__WHAT YOU WILL DO__. The answer should consist of every record, reproduced exactly.

============

use crate::api::error::AppError;
use crate::services::storage::StorageStatistics;
use axum::{Json, extract::State};

#[utoipa::path(
    get,
    path = "/stats",
    responses(
        (status = 200, description = "Storage statistics across tenants", body = StorageStatistics)
    )
)]
pub async fn stats_handler(
    State(state): State<crate::AppState>,
) -> Result<Json<StorageStatistics>, AppError> {
    let stats = state
        .storage
        .statistics()
        .await
        .map_err(|e| AppError::Internal(e.to_string()))?;
    Ok(Json(stats))
}
use crate::services::callbacks::CallbackService;
use crate::services::storage::StorageManager;
use crate::utils::keyed_mutex::KeyedMutex;
use sea_orm::DatabaseConnection;
use std::sync::Arc;
use std::time::Duration;
use tokio::sync::watch;

/// Periodic maintenance task: temp reclamation, orphan reclamation and the
/// callback retry sweep. One failing step never stops the others, and the
/// loop only exits on shutdown.
pub struct BackgroundWorker {
    db: DatabaseConnection,
    storage: Arc<StorageManager>,
    callbacks: Arc<CallbackService>,
    record_locks: KeyedMutex,
    interval: Duration,
    shutdown: watch::Receiver<bool>,
}

impl BackgroundWorker {
    pub fn new(
        db: DatabaseConnection,
        storage: Arc<StorageManager>,
        callbacks: Arc<CallbackService>,
        record_locks: KeyedMutex,
        interval: Duration,
        shutdown: watch::Receiver<bool>,
    ) -> Self {
        Self {
            db,
            storage,
            callbacks,
            record_locks,
            interval,
            shutdown,
        }
    }

    pub async fn run(mut self) {
        tracing::info!(
            "Background worker started (interval: {:?})",
            self.interval
        );
        let mut ticker = tokio::time::interval(self.interval);
        // The immediate first tick would race service startup.
        ticker.tick().await;

        loop {
            tokio::select! {
                _ = ticker.tick() => {
                    self.run_cycle().await;
                }
                result = self.shutdown.changed() => {
                    if result.is_err() || *self.shutdown.borrow() {
                        tracing::info!("Background worker shutting down");
                        break;
                    }
                }
            }
        }
    }

    async fn run_cycle(&self) {
        tracing::debug!("Maintenance cycle starting");

        let temp = self.storage.reclaim_temp().await;
        let orphans = self.storage.reclaim_orphans(&self.db).await;
        let sweep = self.callbacks.sweep().await;
        self.record_locks.cleanup();

        tracing::info!(
            temp_deleted = temp.deleted,
            orphans_deleted = orphans.deleted,
            callbacks_retried = sweep.retried,
            callbacks_timed_out = sweep.timed_out,
            "Maintenance cycle finished"
        );
    }
}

============

__RESPONSE AREA__.
use crate::api::error::AppError;
use crate::services::storage::StorageStatistics;
use axum::{Json, extract::State};

#[utoipa::path(
    get,
    path = "/stats",
    responses(
        (status = 200, description = "Storage statistics across tenants", body = StorageStatistics)
    )
)]
pub async fn stats_handler(
    State(state): State<crate::AppState>,
) -> Result<Json<StorageStatistics>, AppError> {
    let stats = state
        .storage
        .statistics()
        .await
        .map_err(|e| AppError::Internal(e.to_string()))?;
    Ok(Json(stats))
}
use crate::services::callbacks::CallbackService;
use crate::services::storage::StorageManager;
use crate::utils::keyed_mutex::KeyedMutex;
use sea_orm::DatabaseConnection;
use std::sync::Arc;
use std::time::Duration;
use tokio::sync::watch;

/// Periodic maintenance task: temp reclamation, orphan reclamation and the
/// callback retry sweep. One failing step never stops the others, and the
/// loop only exits on shutdown.
pub struct BackgroundWorker {
    db: DatabaseConnection,
    storage: Arc<StorageManager>,
    callbacks: Arc<CallbackService>,
    record_locks: KeyedMutex,
    interval: Duration,
    shutdown: watch::Receiver<bool>,
}

impl BackgroundWorker {
    pub fn new(
        db: DatabaseConnection,
        storage: Arc<StorageManager>,
        callbacks: Arc<CallbackService>,
        record_locks: KeyedMutex,
        interval: Duration,
        shutdown: watch::Receiver<bool>,
    ) -> Self {
        Self {
            db,
            storage,
            callbacks,
            record_locks,
            interval,
            shutdown,
        }
    }

    pub async fn run(mut self) {
        tracing::info!(
            "Background worker started (interval: {:?})",
            self.interval
        );
        let mut ticker = tokio::time::interval(self.interval);
        // The immediate first tick would race service startup.
        ticker.tick().await;

        loop {
            tokio::select! {
                _ = ticker.tick() => {
                    self.run_cycle().await;
                }
                result = self.shutdown.changed() => {
                    if result.is_err() || *self.shutdown.borrow() {
                        tracing::info!("Background worker shutting down");
                        break;
                    }
                }
            }
        }
    }

    async fn run_cycle(&self) {
        tracing::debug!("Maintenance cycle starting");

        let temp = self.storage.reclaim_temp().await;
        let orphans = self.storage.reclaim_orphans(&self.db).await;
        let sweep = self.callbacks.sweep().await;
        self.record_locks.cleanup();

        tracing::info!(
            temp_deleted = temp.deleted,
            orphans_deleted = orphans.deleted,
            callbacks_retried = sweep.retried,
            callbacks_timed_out = sweep.timed_out,
            "Maintenance cycle finished"
        );
    }
}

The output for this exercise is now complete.